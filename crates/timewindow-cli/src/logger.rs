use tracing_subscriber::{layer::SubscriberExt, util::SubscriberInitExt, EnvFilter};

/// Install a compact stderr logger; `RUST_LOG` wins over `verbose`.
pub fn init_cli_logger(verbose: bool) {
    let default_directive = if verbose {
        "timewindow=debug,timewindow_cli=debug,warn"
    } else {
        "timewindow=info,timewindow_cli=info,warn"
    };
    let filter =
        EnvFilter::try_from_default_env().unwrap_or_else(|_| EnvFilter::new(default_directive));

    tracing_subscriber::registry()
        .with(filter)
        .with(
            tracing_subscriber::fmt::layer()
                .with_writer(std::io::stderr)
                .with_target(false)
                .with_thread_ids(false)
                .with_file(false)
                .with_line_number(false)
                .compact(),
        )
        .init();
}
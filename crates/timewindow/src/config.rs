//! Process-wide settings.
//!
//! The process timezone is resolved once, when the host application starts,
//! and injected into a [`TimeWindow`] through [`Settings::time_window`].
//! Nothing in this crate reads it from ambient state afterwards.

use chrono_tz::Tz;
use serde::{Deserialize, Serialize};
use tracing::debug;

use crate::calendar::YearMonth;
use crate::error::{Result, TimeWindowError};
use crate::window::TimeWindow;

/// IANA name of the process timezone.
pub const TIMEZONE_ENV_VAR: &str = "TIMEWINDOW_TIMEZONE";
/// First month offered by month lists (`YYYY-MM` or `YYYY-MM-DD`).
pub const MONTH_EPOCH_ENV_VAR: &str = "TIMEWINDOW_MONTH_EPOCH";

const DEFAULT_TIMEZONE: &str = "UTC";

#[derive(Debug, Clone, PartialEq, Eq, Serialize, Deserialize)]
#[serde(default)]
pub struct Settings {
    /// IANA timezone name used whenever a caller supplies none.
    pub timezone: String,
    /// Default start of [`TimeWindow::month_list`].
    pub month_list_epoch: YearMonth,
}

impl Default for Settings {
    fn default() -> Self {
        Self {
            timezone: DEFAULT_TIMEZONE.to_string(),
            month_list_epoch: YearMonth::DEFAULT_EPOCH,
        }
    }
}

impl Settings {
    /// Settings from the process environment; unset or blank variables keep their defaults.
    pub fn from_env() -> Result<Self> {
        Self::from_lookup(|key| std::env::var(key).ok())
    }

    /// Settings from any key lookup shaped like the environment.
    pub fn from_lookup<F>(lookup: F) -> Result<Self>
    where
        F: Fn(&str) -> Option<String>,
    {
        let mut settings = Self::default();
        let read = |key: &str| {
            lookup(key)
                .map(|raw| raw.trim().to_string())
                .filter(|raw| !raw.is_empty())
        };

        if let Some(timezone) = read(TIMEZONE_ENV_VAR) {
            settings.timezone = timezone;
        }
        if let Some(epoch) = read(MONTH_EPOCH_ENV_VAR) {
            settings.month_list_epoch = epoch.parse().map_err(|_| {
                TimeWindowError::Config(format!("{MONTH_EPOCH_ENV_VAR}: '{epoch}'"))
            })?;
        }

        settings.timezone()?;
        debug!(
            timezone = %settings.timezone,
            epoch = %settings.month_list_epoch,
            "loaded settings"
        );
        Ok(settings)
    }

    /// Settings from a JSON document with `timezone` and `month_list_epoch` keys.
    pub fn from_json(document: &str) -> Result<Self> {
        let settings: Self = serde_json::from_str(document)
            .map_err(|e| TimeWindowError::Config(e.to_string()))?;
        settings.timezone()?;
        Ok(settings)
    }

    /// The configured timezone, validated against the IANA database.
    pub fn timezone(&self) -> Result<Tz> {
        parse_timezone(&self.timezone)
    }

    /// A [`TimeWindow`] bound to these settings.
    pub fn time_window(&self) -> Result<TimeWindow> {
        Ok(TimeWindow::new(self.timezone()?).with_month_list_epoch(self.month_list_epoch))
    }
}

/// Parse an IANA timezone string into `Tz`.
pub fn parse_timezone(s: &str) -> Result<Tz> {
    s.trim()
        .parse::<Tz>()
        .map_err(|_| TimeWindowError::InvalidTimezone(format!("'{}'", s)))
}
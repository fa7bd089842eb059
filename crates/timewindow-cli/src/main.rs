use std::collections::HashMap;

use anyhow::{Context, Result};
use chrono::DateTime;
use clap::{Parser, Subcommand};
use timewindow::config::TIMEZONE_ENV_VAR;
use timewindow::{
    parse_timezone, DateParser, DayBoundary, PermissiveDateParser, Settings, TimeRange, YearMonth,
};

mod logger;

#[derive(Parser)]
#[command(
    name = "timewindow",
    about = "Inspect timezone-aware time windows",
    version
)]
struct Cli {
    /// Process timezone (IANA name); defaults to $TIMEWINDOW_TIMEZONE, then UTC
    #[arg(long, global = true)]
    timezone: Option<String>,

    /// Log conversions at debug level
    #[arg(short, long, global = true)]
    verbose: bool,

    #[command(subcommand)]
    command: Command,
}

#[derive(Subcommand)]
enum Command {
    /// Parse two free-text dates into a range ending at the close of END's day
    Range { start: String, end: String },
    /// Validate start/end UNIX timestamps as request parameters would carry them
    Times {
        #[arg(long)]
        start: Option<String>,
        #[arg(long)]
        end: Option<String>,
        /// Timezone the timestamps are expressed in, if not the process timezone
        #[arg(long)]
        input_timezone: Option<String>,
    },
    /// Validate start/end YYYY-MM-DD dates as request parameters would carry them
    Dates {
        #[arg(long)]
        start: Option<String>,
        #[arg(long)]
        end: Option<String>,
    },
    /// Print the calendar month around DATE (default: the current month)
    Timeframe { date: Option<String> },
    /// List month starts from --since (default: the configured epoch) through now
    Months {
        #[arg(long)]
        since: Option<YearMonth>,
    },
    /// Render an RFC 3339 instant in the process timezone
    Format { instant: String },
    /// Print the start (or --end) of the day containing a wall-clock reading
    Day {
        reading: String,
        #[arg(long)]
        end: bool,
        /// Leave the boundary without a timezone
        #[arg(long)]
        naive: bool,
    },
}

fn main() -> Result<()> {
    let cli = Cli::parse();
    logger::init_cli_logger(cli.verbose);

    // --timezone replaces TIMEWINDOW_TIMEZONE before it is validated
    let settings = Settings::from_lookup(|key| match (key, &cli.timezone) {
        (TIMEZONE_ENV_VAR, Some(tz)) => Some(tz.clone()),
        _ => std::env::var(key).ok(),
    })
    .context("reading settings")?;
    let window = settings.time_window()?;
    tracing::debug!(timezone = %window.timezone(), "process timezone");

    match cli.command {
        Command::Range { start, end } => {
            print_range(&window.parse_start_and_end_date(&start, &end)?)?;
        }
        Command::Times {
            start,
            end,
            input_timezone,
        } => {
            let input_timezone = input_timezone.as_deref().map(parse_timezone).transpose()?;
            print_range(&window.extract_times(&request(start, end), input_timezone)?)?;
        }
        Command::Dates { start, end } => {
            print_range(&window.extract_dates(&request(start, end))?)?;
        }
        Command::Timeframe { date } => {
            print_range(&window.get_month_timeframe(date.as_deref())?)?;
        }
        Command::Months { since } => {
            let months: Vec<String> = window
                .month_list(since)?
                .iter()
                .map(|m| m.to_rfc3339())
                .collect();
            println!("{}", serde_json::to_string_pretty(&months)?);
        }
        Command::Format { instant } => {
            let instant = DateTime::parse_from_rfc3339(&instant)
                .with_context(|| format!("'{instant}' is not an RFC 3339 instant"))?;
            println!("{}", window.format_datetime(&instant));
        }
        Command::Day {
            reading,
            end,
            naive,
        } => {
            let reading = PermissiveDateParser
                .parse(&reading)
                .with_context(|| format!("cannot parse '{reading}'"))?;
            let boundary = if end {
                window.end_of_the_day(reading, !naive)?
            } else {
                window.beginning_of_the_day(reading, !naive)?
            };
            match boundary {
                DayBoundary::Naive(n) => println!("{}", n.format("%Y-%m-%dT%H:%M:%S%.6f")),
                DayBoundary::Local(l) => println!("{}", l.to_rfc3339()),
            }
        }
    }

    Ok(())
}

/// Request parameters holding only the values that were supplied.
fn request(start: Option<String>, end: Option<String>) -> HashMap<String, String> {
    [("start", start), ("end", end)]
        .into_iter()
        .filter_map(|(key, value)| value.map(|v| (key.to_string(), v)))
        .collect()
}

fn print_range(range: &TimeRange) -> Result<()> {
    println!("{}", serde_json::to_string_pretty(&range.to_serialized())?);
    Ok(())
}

•••••

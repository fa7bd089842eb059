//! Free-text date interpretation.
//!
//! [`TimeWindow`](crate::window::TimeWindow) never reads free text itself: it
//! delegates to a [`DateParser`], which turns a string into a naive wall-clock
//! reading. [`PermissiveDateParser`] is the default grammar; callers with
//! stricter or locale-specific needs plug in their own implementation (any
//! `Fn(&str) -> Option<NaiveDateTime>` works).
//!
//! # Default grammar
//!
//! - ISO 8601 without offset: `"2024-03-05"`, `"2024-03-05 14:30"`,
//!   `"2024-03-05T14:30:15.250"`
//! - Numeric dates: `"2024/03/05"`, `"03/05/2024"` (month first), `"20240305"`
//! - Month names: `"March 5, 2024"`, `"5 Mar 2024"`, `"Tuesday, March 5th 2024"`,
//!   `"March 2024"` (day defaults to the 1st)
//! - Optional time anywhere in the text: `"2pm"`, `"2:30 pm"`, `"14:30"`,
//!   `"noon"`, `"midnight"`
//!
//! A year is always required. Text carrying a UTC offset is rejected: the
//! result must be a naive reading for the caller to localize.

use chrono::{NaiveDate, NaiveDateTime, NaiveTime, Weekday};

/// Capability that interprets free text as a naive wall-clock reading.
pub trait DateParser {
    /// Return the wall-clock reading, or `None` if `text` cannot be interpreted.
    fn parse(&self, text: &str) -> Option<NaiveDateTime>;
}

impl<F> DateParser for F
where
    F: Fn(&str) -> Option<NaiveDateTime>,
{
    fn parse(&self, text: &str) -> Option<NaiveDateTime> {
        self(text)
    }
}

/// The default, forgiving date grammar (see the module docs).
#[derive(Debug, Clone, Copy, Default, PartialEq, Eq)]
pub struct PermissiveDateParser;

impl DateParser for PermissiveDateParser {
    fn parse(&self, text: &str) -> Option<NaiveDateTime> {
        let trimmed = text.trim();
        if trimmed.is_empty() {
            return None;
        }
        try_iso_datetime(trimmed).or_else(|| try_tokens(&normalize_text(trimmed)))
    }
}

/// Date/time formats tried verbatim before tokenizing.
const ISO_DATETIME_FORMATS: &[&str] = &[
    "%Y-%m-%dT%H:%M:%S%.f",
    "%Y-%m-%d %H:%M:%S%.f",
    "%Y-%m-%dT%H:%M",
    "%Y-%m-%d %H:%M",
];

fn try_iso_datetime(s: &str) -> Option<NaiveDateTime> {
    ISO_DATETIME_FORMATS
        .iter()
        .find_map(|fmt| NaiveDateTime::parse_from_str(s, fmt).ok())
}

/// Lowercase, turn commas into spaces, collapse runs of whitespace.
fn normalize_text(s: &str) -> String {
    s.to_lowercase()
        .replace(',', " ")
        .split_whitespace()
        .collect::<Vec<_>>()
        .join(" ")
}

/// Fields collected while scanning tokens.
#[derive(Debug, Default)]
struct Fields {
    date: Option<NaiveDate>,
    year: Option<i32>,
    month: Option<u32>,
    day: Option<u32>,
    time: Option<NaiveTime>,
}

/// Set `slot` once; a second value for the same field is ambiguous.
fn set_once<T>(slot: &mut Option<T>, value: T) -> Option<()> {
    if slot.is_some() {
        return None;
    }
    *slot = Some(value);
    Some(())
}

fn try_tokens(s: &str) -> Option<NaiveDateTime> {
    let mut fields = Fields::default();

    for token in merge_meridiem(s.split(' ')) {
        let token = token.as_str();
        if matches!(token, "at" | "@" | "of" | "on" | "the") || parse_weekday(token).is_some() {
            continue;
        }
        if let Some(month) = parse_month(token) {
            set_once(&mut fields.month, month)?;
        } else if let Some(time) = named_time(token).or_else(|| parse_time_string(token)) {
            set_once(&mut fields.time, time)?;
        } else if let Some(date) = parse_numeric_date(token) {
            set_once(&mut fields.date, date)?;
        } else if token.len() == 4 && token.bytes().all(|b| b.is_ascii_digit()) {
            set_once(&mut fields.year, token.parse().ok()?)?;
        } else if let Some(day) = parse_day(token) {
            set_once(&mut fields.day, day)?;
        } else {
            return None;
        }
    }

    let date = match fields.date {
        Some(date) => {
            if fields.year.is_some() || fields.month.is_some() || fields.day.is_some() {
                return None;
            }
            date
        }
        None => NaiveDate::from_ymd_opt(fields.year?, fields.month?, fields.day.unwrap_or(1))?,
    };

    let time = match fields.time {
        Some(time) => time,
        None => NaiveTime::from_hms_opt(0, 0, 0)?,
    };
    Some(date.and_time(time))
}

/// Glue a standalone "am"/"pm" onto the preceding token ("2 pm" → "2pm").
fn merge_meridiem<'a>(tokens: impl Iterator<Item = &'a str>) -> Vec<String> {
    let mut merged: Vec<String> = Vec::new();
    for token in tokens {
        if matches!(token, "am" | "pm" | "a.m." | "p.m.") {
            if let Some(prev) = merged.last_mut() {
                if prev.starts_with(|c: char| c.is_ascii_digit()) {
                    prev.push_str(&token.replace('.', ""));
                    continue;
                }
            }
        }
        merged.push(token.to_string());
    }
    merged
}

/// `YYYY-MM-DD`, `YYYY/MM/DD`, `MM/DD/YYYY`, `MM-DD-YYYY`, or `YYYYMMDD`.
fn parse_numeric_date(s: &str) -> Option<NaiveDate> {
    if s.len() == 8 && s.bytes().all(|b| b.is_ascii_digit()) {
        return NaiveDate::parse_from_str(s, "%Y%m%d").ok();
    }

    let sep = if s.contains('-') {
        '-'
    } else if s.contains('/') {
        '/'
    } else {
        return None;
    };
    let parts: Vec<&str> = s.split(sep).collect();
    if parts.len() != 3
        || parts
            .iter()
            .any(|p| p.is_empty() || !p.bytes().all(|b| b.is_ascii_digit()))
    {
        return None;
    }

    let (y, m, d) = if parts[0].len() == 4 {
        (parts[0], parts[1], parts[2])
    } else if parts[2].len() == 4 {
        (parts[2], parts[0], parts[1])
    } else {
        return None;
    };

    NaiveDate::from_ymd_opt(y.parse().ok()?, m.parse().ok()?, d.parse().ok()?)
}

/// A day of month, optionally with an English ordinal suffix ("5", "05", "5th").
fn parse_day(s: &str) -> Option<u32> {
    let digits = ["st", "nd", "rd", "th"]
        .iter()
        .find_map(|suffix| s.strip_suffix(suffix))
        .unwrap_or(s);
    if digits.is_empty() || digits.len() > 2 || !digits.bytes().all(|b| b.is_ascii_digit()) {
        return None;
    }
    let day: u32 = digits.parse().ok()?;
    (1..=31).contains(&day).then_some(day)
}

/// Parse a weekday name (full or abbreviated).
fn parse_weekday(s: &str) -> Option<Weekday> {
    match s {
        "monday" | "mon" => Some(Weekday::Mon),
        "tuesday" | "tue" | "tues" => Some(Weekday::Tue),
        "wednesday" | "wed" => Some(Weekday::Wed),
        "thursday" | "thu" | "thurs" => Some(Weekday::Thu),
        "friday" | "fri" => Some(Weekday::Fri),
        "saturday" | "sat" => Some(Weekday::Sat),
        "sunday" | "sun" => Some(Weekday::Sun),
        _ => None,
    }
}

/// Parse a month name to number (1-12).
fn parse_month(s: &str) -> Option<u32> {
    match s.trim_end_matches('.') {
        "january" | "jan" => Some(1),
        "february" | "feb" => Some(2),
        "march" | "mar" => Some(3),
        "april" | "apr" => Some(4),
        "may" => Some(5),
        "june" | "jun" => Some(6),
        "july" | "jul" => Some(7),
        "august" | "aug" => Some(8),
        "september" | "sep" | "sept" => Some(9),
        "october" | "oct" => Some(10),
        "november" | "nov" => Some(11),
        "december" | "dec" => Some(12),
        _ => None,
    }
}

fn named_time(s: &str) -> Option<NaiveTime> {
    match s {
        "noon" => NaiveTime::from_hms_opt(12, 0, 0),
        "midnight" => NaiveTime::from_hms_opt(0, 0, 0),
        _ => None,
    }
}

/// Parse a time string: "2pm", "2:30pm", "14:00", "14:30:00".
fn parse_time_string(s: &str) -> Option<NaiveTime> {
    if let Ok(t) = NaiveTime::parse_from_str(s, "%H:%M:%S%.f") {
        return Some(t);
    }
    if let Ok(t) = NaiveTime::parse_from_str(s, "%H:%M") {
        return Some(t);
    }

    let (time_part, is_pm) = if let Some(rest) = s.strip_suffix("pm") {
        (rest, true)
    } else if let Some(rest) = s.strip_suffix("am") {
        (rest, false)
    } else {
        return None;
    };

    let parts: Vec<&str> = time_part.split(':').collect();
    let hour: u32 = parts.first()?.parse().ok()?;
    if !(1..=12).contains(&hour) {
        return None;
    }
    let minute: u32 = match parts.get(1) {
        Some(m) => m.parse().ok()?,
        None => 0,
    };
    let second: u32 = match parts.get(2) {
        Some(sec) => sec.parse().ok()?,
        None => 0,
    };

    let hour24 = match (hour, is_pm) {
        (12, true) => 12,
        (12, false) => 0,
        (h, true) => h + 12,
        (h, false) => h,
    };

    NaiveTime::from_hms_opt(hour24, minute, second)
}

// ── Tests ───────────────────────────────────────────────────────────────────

•••••

▸ **Your task**:
The word "Deserialize" appears on some lines of the data above; say how many such lines there are, with nothing else.

▸ **Answer to this task**:
2